EXERCISE DATA ::
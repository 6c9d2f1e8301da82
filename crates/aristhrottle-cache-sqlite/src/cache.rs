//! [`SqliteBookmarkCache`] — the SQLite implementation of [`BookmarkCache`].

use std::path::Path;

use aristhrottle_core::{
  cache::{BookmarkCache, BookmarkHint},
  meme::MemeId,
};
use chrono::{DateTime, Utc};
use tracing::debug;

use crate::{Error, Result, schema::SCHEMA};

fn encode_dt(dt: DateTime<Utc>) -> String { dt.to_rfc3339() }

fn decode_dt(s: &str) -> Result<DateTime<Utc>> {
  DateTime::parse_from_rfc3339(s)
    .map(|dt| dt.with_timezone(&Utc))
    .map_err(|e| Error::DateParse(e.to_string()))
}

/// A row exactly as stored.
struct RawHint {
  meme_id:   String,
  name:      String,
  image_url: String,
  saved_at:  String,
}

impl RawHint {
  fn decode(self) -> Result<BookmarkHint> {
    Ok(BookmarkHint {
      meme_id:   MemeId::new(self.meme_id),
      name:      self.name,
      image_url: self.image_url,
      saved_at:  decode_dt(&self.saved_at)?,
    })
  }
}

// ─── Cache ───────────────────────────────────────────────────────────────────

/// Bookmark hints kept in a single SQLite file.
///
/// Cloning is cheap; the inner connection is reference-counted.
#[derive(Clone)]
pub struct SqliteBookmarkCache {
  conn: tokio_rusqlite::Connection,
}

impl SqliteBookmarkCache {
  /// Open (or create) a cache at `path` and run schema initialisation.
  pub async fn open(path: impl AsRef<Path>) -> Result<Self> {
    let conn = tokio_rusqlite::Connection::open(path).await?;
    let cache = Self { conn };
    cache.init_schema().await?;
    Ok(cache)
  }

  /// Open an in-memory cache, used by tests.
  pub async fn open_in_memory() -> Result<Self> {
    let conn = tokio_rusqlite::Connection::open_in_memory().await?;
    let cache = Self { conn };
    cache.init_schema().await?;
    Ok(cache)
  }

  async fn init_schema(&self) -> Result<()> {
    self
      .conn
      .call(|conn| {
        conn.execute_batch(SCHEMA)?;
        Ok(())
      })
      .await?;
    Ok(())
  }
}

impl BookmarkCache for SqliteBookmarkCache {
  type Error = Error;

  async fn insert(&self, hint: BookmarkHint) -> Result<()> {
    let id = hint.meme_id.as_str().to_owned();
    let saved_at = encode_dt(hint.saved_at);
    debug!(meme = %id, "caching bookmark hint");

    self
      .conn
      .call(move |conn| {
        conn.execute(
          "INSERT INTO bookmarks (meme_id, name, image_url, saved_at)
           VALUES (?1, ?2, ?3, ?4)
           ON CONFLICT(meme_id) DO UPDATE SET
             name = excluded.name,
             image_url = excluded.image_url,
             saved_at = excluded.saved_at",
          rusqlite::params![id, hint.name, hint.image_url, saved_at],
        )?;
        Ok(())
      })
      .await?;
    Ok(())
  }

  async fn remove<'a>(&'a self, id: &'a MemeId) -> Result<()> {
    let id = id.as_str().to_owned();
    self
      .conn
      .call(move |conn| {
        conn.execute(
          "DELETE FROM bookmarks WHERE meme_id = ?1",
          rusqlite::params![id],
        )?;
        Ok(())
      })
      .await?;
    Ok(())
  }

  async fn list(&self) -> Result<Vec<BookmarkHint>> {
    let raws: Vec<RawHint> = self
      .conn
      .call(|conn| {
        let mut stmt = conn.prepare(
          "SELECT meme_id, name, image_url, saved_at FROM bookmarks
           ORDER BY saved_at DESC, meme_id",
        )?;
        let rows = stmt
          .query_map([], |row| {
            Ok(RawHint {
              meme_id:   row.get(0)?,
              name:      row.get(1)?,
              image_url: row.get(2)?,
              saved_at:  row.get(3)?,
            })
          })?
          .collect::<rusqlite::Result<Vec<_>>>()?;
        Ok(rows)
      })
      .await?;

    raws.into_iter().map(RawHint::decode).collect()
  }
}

==

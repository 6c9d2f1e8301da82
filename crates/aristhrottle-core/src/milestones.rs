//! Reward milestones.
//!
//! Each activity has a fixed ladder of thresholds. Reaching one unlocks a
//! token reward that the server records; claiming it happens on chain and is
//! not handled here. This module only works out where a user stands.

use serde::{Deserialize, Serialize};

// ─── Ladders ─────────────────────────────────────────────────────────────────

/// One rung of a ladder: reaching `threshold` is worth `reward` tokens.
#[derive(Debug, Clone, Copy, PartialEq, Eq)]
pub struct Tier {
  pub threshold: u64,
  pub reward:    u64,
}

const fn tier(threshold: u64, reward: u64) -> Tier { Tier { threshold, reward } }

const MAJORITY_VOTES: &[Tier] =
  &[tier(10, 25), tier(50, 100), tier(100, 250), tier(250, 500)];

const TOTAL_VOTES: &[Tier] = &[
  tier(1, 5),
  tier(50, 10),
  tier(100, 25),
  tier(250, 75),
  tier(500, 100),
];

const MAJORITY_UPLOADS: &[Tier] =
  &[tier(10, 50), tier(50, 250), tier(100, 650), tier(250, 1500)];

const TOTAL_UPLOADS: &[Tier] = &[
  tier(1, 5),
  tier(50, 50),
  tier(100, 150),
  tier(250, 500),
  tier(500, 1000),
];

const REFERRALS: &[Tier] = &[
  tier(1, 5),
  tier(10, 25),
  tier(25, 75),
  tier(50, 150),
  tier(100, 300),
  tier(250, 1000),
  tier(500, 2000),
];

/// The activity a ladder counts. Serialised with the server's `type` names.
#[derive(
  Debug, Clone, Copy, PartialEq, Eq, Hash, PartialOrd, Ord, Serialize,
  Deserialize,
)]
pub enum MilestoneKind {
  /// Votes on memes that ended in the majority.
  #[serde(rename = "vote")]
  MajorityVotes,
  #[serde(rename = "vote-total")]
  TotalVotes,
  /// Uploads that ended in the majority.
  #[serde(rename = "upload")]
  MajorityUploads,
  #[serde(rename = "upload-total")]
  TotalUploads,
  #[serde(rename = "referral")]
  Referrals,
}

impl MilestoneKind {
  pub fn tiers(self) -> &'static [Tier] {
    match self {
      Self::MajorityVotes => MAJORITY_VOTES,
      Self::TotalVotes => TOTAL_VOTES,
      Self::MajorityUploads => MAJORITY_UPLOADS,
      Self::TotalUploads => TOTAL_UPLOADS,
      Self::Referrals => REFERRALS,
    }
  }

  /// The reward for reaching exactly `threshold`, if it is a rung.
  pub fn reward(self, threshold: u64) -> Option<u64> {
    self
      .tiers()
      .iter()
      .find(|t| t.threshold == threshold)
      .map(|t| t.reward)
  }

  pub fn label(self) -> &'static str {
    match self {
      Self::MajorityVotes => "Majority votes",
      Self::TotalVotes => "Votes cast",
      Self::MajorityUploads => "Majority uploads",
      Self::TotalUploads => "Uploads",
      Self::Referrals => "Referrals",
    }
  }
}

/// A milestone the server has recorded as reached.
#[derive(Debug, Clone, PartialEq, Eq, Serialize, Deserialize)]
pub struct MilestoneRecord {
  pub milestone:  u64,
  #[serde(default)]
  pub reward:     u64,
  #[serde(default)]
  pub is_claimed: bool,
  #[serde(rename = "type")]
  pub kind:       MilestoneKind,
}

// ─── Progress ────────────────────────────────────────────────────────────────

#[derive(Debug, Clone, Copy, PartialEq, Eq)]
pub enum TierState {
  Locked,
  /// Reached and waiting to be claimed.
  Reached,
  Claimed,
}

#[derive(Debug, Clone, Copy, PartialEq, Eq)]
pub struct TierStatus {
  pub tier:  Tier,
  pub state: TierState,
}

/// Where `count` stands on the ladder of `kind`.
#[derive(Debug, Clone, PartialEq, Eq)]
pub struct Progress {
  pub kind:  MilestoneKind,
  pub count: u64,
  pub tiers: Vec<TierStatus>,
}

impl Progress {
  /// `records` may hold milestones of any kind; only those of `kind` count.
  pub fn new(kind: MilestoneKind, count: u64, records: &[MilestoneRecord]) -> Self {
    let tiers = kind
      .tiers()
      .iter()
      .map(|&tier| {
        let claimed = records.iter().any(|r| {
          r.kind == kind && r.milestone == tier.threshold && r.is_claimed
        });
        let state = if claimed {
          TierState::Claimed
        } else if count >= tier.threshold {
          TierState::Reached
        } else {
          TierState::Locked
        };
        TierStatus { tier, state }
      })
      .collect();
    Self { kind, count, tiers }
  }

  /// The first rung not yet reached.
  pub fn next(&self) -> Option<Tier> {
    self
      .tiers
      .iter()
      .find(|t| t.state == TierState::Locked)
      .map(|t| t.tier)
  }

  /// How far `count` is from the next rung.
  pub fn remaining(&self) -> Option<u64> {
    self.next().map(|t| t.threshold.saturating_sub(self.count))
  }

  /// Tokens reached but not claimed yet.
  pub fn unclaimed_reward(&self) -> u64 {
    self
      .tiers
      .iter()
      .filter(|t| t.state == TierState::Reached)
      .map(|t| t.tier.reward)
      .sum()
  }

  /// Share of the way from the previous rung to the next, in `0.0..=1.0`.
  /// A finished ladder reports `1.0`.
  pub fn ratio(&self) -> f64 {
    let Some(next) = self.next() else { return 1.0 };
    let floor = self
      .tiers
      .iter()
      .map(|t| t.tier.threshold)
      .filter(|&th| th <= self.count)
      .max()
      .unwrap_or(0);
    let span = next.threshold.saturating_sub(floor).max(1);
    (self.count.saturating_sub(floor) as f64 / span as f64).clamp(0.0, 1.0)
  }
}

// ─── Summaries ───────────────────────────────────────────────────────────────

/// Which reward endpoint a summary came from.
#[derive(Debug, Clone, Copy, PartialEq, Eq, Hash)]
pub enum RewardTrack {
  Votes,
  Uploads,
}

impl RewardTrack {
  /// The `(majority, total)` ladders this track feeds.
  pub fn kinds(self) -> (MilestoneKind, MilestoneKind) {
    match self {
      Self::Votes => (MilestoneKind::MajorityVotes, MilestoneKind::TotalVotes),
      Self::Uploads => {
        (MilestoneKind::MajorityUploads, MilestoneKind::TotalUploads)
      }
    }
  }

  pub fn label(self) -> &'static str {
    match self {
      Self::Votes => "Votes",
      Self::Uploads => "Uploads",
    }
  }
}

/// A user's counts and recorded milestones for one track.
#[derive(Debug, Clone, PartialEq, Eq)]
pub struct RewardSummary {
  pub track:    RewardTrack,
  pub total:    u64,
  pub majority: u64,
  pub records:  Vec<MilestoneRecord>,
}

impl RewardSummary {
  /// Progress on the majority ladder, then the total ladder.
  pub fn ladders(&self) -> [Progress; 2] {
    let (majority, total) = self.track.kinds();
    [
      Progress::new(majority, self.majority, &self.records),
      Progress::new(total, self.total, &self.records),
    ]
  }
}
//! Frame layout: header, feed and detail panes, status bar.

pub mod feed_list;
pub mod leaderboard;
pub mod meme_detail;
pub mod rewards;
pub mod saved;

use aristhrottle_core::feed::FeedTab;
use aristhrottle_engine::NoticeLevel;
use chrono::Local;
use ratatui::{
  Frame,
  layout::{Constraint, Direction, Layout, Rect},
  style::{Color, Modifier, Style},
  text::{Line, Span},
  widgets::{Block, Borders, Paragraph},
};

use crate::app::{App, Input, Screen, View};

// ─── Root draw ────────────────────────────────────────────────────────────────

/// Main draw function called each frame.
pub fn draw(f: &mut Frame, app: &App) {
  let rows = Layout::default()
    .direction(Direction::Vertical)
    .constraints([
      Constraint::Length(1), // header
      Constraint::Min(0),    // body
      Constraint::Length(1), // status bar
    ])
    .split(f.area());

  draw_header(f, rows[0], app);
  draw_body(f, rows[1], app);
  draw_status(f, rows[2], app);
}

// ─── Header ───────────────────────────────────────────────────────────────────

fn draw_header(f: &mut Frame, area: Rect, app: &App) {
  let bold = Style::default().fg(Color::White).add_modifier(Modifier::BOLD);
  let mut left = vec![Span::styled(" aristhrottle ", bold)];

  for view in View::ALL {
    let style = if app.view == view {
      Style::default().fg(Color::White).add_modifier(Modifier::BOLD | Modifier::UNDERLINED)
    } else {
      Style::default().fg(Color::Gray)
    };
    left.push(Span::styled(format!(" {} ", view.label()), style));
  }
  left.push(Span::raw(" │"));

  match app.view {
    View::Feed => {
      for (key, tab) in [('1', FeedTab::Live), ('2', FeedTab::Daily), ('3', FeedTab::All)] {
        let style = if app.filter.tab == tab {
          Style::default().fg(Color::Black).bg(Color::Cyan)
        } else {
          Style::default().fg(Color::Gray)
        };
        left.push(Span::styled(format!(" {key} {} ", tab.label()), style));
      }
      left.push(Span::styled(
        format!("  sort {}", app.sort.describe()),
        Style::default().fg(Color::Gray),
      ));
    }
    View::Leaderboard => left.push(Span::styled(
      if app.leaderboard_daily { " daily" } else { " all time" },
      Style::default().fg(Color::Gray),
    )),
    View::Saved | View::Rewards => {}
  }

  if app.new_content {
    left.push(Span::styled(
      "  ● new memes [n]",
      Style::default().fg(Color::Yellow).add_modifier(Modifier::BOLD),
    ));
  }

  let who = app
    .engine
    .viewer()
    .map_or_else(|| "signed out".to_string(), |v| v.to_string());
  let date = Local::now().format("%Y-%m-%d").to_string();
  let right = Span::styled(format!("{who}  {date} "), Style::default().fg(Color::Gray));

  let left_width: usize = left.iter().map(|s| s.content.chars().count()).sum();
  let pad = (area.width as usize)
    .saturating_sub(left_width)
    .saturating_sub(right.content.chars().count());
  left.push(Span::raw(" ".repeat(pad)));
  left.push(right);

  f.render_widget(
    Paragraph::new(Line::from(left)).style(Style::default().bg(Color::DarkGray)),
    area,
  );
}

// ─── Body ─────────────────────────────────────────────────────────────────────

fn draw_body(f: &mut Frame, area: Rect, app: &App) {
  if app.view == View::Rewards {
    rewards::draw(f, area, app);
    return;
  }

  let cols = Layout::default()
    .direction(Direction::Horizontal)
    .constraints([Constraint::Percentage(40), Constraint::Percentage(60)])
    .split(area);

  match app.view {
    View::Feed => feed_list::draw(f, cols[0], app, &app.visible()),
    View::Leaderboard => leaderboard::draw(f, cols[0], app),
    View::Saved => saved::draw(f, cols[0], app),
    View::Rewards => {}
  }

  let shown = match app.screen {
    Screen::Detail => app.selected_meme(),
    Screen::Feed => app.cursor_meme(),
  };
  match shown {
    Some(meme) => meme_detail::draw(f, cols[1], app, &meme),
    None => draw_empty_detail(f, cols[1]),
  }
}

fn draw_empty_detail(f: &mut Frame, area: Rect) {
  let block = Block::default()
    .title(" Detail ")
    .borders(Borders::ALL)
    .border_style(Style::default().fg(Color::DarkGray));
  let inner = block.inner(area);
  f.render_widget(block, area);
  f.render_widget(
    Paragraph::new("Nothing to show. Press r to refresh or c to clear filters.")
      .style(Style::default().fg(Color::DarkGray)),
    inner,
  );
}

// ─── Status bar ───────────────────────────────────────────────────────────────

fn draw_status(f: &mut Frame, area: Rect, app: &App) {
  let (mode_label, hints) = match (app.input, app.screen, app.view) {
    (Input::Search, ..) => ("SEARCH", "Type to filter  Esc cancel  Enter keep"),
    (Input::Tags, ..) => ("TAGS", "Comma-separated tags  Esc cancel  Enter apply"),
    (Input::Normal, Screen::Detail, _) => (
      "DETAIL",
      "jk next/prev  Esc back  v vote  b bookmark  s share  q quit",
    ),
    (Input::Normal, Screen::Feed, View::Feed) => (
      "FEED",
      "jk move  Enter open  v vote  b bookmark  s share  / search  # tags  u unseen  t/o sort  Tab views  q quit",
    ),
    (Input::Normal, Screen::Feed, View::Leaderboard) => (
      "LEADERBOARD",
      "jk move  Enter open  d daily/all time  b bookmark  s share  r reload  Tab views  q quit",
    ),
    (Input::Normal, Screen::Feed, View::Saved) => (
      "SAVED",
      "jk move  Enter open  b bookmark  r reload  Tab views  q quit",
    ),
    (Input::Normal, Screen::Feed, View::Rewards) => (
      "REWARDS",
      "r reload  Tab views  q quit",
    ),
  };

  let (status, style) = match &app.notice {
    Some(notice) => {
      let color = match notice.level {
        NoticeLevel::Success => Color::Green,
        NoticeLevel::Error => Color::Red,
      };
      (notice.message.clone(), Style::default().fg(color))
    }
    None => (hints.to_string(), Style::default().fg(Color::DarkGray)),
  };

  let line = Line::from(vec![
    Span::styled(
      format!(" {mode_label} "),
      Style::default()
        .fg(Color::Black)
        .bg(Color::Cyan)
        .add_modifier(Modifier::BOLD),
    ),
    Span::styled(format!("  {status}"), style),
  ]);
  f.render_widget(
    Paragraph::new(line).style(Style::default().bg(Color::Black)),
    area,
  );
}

WHAT IS NEEDED ::
Which lines above include the string "async"? Show them.

WORKED SOLUTION ::
  pub async fn open(path: impl AsRef<Path>) -> Result<Self> {
  pub async fn open_in_memory() -> Result<Self> {
  async fn init_schema(&self) -> Result<()> {
  async fn insert(&self, hint: BookmarkHint) -> Result<()> {
  async fn remove<'a>(&'a self, id: &'a MemeId) -> Result<()> {
  async fn list(&self) -> Result<Vec<BookmarkHint>> {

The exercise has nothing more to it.